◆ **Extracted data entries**
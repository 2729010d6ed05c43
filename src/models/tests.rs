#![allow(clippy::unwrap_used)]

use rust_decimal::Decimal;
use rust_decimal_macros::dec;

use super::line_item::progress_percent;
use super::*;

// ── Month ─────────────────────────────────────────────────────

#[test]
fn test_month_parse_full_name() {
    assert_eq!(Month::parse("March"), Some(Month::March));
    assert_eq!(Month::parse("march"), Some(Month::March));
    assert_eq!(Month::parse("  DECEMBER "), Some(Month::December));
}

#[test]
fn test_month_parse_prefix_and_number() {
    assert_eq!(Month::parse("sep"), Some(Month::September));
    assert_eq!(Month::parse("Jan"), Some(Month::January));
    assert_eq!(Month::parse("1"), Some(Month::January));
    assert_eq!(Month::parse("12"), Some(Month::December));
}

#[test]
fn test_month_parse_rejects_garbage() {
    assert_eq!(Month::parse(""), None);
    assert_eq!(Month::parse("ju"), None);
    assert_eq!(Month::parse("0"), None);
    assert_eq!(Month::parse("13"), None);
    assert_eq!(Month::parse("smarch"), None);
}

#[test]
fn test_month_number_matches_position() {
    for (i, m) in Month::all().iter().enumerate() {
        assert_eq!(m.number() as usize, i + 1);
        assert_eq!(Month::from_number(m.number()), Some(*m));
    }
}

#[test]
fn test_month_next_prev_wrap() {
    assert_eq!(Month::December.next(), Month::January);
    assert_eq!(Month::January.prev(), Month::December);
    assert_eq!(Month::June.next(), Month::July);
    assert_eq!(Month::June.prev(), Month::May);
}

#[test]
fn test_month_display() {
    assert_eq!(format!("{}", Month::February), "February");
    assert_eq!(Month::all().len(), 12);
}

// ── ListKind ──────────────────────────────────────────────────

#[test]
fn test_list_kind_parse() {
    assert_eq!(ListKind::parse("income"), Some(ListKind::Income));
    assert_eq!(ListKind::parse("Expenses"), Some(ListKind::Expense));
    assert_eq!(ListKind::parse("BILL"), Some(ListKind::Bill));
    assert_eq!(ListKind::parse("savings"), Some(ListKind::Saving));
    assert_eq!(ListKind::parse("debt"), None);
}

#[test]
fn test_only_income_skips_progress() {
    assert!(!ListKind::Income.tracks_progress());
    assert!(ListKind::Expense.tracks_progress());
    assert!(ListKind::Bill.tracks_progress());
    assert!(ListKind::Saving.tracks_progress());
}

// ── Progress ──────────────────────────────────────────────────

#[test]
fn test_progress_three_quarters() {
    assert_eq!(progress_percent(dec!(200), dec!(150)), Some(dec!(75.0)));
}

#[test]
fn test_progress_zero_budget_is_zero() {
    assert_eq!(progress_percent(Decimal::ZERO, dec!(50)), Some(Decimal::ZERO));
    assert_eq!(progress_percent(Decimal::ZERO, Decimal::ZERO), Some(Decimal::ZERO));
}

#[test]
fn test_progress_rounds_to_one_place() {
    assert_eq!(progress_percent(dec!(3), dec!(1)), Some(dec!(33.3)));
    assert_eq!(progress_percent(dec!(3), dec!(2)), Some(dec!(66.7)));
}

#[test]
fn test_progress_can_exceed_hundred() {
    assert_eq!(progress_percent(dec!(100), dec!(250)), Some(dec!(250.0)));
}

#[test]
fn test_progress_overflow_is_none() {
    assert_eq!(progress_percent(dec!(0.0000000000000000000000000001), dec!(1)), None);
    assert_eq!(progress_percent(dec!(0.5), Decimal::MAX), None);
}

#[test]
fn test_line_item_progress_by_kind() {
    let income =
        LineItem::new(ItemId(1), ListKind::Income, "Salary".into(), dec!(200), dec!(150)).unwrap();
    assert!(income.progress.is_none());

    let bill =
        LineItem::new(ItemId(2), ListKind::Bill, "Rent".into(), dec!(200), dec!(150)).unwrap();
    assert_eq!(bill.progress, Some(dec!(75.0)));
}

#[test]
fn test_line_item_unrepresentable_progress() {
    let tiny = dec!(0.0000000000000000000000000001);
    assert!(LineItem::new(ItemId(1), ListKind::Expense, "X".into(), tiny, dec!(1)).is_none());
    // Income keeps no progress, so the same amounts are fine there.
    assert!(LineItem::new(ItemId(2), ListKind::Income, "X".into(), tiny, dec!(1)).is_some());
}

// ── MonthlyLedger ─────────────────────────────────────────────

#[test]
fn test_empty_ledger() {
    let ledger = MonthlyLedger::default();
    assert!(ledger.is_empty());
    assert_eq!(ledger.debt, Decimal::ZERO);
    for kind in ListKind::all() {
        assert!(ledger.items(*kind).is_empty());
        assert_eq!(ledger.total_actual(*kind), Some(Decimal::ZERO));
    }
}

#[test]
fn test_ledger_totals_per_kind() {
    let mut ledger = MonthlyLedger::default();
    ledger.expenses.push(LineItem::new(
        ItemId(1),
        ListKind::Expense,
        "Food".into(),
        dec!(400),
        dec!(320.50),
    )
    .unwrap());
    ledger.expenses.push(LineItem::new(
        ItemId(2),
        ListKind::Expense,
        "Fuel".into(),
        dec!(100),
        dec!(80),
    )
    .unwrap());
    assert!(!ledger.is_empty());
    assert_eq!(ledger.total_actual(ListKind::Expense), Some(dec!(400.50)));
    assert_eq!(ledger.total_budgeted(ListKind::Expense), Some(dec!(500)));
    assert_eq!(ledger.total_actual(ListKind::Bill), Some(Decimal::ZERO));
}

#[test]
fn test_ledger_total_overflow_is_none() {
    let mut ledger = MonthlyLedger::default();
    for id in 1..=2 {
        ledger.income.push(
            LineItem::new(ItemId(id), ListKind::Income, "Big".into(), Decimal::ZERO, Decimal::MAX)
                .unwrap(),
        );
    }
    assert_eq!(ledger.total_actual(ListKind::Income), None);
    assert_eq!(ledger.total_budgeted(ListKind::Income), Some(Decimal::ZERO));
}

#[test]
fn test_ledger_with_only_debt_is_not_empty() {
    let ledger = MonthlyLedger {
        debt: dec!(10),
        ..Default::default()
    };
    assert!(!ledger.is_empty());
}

◆ **TASK TO COMPLETE**
An exact, complete copy of the records is the expected answer.

◆ **COMPLETED EXERCISE**
repository 2729010d6ed05c43
filename src/models/tests.rs
#![allow(clippy::unwrap_used)]

use rust_decimal::Decimal;
use rust_decimal_macros::dec;

use super::line_item::progress_percent;
use super::*;

// ── Month ─────────────────────────────────────────────────────

#[test]
fn test_month_parse_full_name() {
    assert_eq!(Month::parse("March"), Some(Month::March));
    assert_eq!(Month::parse("march"), Some(Month::March));
    assert_eq!(Month::parse("  DECEMBER "), Some(Month::December));
}

#[test]
fn test_month_parse_prefix_and_number() {
    assert_eq!(Month::parse("sep"), Some(Month::September));
    assert_eq!(Month::parse("Jan"), Some(Month::January));
    assert_eq!(Month::parse("1"), Some(Month::January));
    assert_eq!(Month::parse("12"), Some(Month::December));
}

#[test]
fn test_month_parse_rejects_garbage() {
    assert_eq!(Month::parse(""), None);
    assert_eq!(Month::parse("ju"), None);
    assert_eq!(Month::parse("0"), None);
    assert_eq!(Month::parse("13"), None);
    assert_eq!(Month::parse("smarch"), None);
}

#[test]
fn test_month_number_matches_position() {
    for (i, m) in Month::all().iter().enumerate() {
        assert_eq!(m.number() as usize, i + 1);
        assert_eq!(Month::from_number(m.number()), Some(*m));
    }
}

#[test]
fn test_month_next_prev_wrap() {
    assert_eq!(Month::December.next(), Month::January);
    assert_eq!(Month::January.prev(), Month::December);
    assert_eq!(Month::June.next(), Month::July);
    assert_eq!(Month::June.prev(), Month::May);
}

#[test]
fn test_month_display() {
    assert_eq!(format!("{}", Month::February), "February");
    assert_eq!(Month::all().len(), 12);
}

// ── ListKind ──────────────────────────────────────────────────

#[test]
fn test_list_kind_parse() {
    assert_eq!(ListKind::parse("income"), Some(ListKind::Income));
    assert_eq!(ListKind::parse("Expenses"), Some(ListKind::Expense));
    assert_eq!(ListKind::parse("BILL"), Some(ListKind::Bill));
    assert_eq!(ListKind::parse("savings"), Some(ListKind::Saving));
    assert_eq!(ListKind::parse("debt"), None);
}

#[test]
fn test_only_income_skips_progress() {
    assert!(!ListKind::Income.tracks_progress());
    assert!(ListKind::Expense.tracks_progress());
    assert!(ListKind::Bill.tracks_progress());
    assert!(ListKind::Saving.tracks_progress());
}

// ── Progress ──────────────────────────────────────────────────

#[test]
fn test_progress_three_quarters() {
    assert_eq!(progress_percent(dec!(200), dec!(150)), Some(dec!(75.0)));
}

#[test]
fn test_progress_zero_budget_is_zero() {
    assert_eq!(progress_percent(Decimal::ZERO, dec!(50)), Some(Decimal::ZERO));
    assert_eq!(progress_percent(Decimal::ZERO, Decimal::ZERO), Some(Decimal::ZERO));
}

#[test]
fn test_progress_rounds_to_one_place() {
    assert_eq!(progress_percent(dec!(3), dec!(1)), Some(dec!(33.3)));
    assert_eq!(progress_percent(dec!(3), dec!(2)), Some(dec!(66.7)));
}

#[test]
fn test_progress_can_exceed_hundred() {
    assert_eq!(progress_percent(dec!(100), dec!(250)), Some(dec!(250.0)));
}

#[test]
fn test_progress_overflow_is_none() {
    assert_eq!(progress_percent(dec!(0.0000000000000000000000000001), dec!(1)), None);
    assert_eq!(progress_percent(dec!(0.5), Decimal::MAX), None);
}

#[test]
fn test_line_item_progress_by_kind() {
    let income =
        LineItem::new(ItemId(1), ListKind::Income, "Salary".into(), dec!(200), dec!(150)).unwrap();
    assert!(income.progress.is_none());

    let bill =
        LineItem::new(ItemId(2), ListKind::Bill, "Rent".into(), dec!(200), dec!(150)).unwrap();
    assert_eq!(bill.progress, Some(dec!(75.0)));
}

#[test]
fn test_line_item_unrepresentable_progress() {
    let tiny = dec!(0.0000000000000000000000000001);
    assert!(LineItem::new(ItemId(1), ListKind::Expense, "X".into(), tiny, dec!(1)).is_none());
    // Income keeps no progress, so the same amounts are fine there.
    assert!(LineItem::new(ItemId(2), ListKind::Income, "X".into(), tiny, dec!(1)).is_some());
}

// ── MonthlyLedger ─────────────────────────────────────────────

#[test]
fn test_empty_ledger() {
    let ledger = MonthlyLedger::default();
    assert!(ledger.is_empty());
    assert_eq!(ledger.debt, Decimal::ZERO);
    for kind in ListKind::all() {
        assert!(ledger.items(*kind).is_empty());
        assert_eq!(ledger.total_actual(*kind), Some(Decimal::ZERO));
    }
}

#[test]
fn test_ledger_totals_per_kind() {
    let mut ledger = MonthlyLedger::default();
    ledger.expenses.push(LineItem::new(
        ItemId(1),
        ListKind::Expense,
        "Food".into(),
        dec!(400),
        dec!(320.50),
    )
    .unwrap());
    ledger.expenses.push(LineItem::new(
        ItemId(2),
        ListKind::Expense,
        "Fuel".into(),
        dec!(100),
        dec!(80),
    )
    .unwrap());
    assert!(!ledger.is_empty());
    assert_eq!(ledger.total_actual(ListKind::Expense), Some(dec!(400.50)));
    assert_eq!(ledger.total_budgeted(ListKind::Expense), Some(dec!(500)));
    assert_eq!(ledger.total_actual(ListKind::Bill), Some(Decimal::ZERO));
}

#[test]
fn test_ledger_total_overflow_is_none() {
    let mut ledger = MonthlyLedger::default();
    for id in 1..=2 {
        ledger.income.push(
            LineItem::new(ItemId(id), ListKind::Income, "Big".into(), Decimal::ZERO, Decimal::MAX)
                .unwrap(),
        );
    }
    assert_eq!(ledger.total_actual(ListKind::Income), None);
    assert_eq!(ledger.total_budgeted(ListKind::Income), Some(Decimal::ZERO));
}

#[test]
fn test_ledger_with_only_debt_is_not_empty() {
    let ledger = MonthlyLedger {
        debt: dec!(10),
        ..Default::default()
    };
    assert!(!ledger.is_empty());
}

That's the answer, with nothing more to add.